E qui mi ripeterò, ma da dove deve ripartire la sinistra se non proprio da qui? Notare che anche in questo schieramento non sempre tale concetto è chiaro. Basta pensare a Mineo che etichetta la Boschi come risultato della parità di genere.


Per questo, W tutti quei movimenti collettivi che si propongono l'uguaglianza e la condivisione come meta comune, contro gli egoismi e gli individualismi.

giovedì 3 luglio 2014

Indovinello

Guardate questa mappa.


Cosa vi fa venire in mente? Si può riconoscere uno stabilimento industriale collocato sul mare, che rilascia una non meglio definibile chiazza scura in acqua. Nonostante ciò, si può facilmente intuire che la macchia in questione non è sicuramente causata da sostanze che fanno bene alla salute.

Ho scelto questa foto satellitare perché spesso un'immagine comunica più di mille parole. È di oggi la notizia (vedere ad esempio l'ANSA o Repubblica) per cui, secondo uno studio dell'Istituto Superiore di Sanità, la mortalità per esposizione ad inquinanti nella Terra dei Fuochi, a causa dei roghi delle discariche abusive, e a Taranto, luogo dell'impianto siderurgico dell'ILVA, è maggiore che nel resto d'Italia.
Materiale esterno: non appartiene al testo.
//! Backend delegating to a local Docker daemon

mod docker;

pub use docker::DockerDaemon;

use crate::{
    auth::CredentialStore, backend::ImageRegistry, config::ClientConfig, error::*, ImageReference,
};

/// Credential forwarded to the daemon, which passes it on to the registry
#[derive(Clone, PartialEq, Eq)]
pub struct DaemonAuth {
    pub username: String,
    pub password: String,
    pub server_address: String,
}

impl std::fmt::Debug for DaemonAuth {
    fn fmt(&self, f: &mut std::fmt::Formatter<'_>) -> std::fmt::Result {
        f.debug_struct("DaemonAuth")
            .field("username", &self.username)
            .field("server_address", &self.server_address)
            .finish()
    }
}

/// Image API of a container engine daemon
pub trait ImageDaemon {
    /// Pull `reference`, returning only after the daemon finished the pull
    fn pull_image(&self, reference: &str, auth: Option<&DaemonAuth>) -> Result<()>;

    /// Force-remove `id`, pruning untagged parents
    fn remove_image(&self, id: &str) -> Result<()>;
}

/// [`ImageRegistry`] on top of an [`ImageDaemon`]
///
/// Image identifiers are the canonical references images were pulled with.
pub struct DaemonBackend<D = DockerDaemon> {
    daemon: D,
    credentials: CredentialStore,
}

impl DaemonBackend<DockerDaemon> {
    /// Connect to the daemon configured by the environment (`DOCKER_HOST`, ...)
    pub fn new(config: &ClientConfig) -> Result<Self> {
        Ok(Self::with_daemon(
            DockerDaemon::connect()?,
            config.credentials.clone(),
        ))
    }
}

impl<D: ImageDaemon> DaemonBackend<D> {
    pub fn with_daemon(daemon: D, credentials: CredentialStore) -> Self {
        DaemonBackend {
            daemon,
            credentials,
        }
    }

    pub fn daemon(&self) -> &D {
        &self.daemon
    }
}

impl<D: ImageDaemon> ImageRegistry for DaemonBackend<D> {
    fn pull(&self, reference: &str) -> Result<String> {
        let image = ImageReference::parse(reference)?;
        let canonical = image.to_string();
        let auth = self.credentials.get(&image.domain).map(|c| DaemonAuth {
            username: c.username.clone(),
            password: c.password.clone(),
            server_address: image.domain.to_string(),
        });
        if auth.is_none() {
            log::debug!("Pull {} without credential", canonical);
        }
        self.daemon.pull_image(&canonical, auth.as_ref())?;
        Ok(canonical)
    }

    fn remove(&self, id: &str) -> Result<()> {
        self.daemon.remove_image(id)
    }
}

#[cfg(test)]
mod tests {
    use super::*;
    use crate::{reference::Domain, Credential};
    use std::{cell::RefCell, collections::HashSet};

    /// Daemon keeping pulled references in memory
    #[derive(Default)]
    struct FakeDaemon {
        images: RefCell<HashSet<String>>,
        pulls: RefCell<Vec<(String, Option<DaemonAuth>)>>,
        /// References the fake registry refuses without credential
        private: Vec<String>,
    }

    impl ImageDaemon for FakeDaemon {
        fn pull_image(&self, reference: &str, auth: Option<&DaemonAuth>) -> Result<()> {
            self.pulls
                .borrow_mut()
                .push((reference.to_string(), auth.cloned()));
            if self.private.iter().any(|p| p == reference) && auth.is_none() {
                return Err(Error::Auth(reference.to_string()));
            }
            self.images.borrow_mut().insert(reference.to_string());
            Ok(())
        }

        fn remove_image(&self, id: &str) -> Result<()> {
            if self.images.borrow_mut().remove(id) {
                Ok(())
            } else {
                Err(Error::NotFound(id.to_string()))
            }
        }
    }

    fn credentials() -> CredentialStore {
        let mut store = CredentialStore::default();
        store.insert(
            Domain::new("registry.example.com").unwrap(),
            Credential::new("user", "pass"),
        );
        store
    }

    #[test]
    fn pull_then_remove() -> Result<()> {
        let backend = DaemonBackend::with_daemon(FakeDaemon::default(), credentials());
        let id = backend.pull("ubuntu")?;
        assert_eq!(id, "docker.io/library/ubuntu:latest");
        backend.remove(&id)?;
        assert!(backend.daemon().images.borrow().is_empty());
        assert!(matches!(backend.remove(&id), Err(Error::NotFound(_))));
        Ok(())
    }

    #[test]
    fn credential_by_domain() -> Result<()> {
        let backend = DaemonBackend::with_daemon(FakeDaemon::default(), credentials());
        backend.pull("registry.example.com/team/app:1.0")?;
        backend.pull("quay.io/team/app:1.0")?;

        let pulls = backend.daemon().pulls.borrow();
        let (reference, auth) = &pulls[0];
        assert_eq!(reference, "registry.example.com/team/app:1.0");
        let auth = auth.as_ref().unwrap();
        assert_eq!(auth.username, "user");
        assert_eq!(auth.password, "pass");
        assert_eq!(auth.server_address, "registry.example.com");
        assert_eq!(pulls[1].1, None);
        Ok(())
    }

    #[test]
    fn anonymous_pull_of_private_image() {
        let daemon = FakeDaemon {
            private: vec!["quay.io/private/app:latest".to_string()],
            ..Default::default()
        };
        let backend = DaemonBackend::with_daemon(daemon, credentials());
        assert!(backend.pull("quay.io/public/app").is_ok());
        assert!(matches!(
            backend.pull("quay.io/private/app"),
            Err(Error::Auth(_))
        ));
    }

    #[test]
    fn invalid_reference_is_not_sent() {
        let backend = DaemonBackend::with_daemon(FakeDaemon::default(), credentials());
        assert!(matches!(
            backend.pull("Not/A/Reference"),
            Err(Error::InvalidReference(_))
        ));
        assert!(backend.daemon().pulls.borrow().is_empty());
    }
}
In particolare, nelle provincie di Napoli e Caserta essa, rispetto al resto della regione, è superiore del 10% per gli uomini e del 13% per le donne nei comuni in provincia di Napoli, mentre per quelli in provincia di Caserta del 4 e del 6%. A Taranto tale dato, nella fascia tra gli 0 e i 14 anni, è del 21% maggiore che in tutta la Puglia. D'altronde, come si può pensare che con emissioni come quella mostrata sopra la salute non possa risentirne...


Fermi un attimo, però: cosa ci fa Via Valmaura (indicata sulla mappa) a Taranto? Mi perdoneranno Zurota e la mia ragazza se ho spacciato la loro città, Trieste, per Taranto. Quella mostrata sopra infatti non è un'immagine del quartiere Tamburi, ma di Servola, rione del capoluogo del Friuli Venezia Giulia.

Se i dati sopra citati sono tragici, pensate a quest'ultima informazione: i morti per inquinamento a Trieste sono il doppio di quelli registrati a Taranto. Mi aspetterei quindi almeno la stessa attenzione per la sorte degli abitanti di Servola, Chiarbola e Valmaura. A livello nazionale invece essi non sono citati, a differenza della Terra dei Fuochi e della città pugliese. E se entrambi questi utlimi casi sono stati messi sotto silenzio per tanti anni, Trieste deve ancora subire tale condanna.

Le eccezioni ci sono: oltre al già citato articolo de Il Fatto Quotidiano, voglio ricordare questo pezzo di Adriano Sofri e, incredibile per chi mi conosce, questo filmato della trasmissione Le Iene, che in questo caso ha fatto un buon lavoro (a differenza ad esempio dei casi “Stamina" e "Dieta anti-tumore").

Immaginate però il risultato di un sondaggio in cui si chiede: "Dove si trova l'impianto siderurgico dei Lucchini?" Ben che vada, se l'interpellato/a si ricorda che l'ILVA è dei Riva, la risposta sarà un "Non lo so"; ritengo invece molto più probabile una replica del tipo "A Taranto".

Io non voglio dire che certe tragedie sono peggio delle altre: sono solo stufo che alcune siano considerate di Serie A, e altre invece no.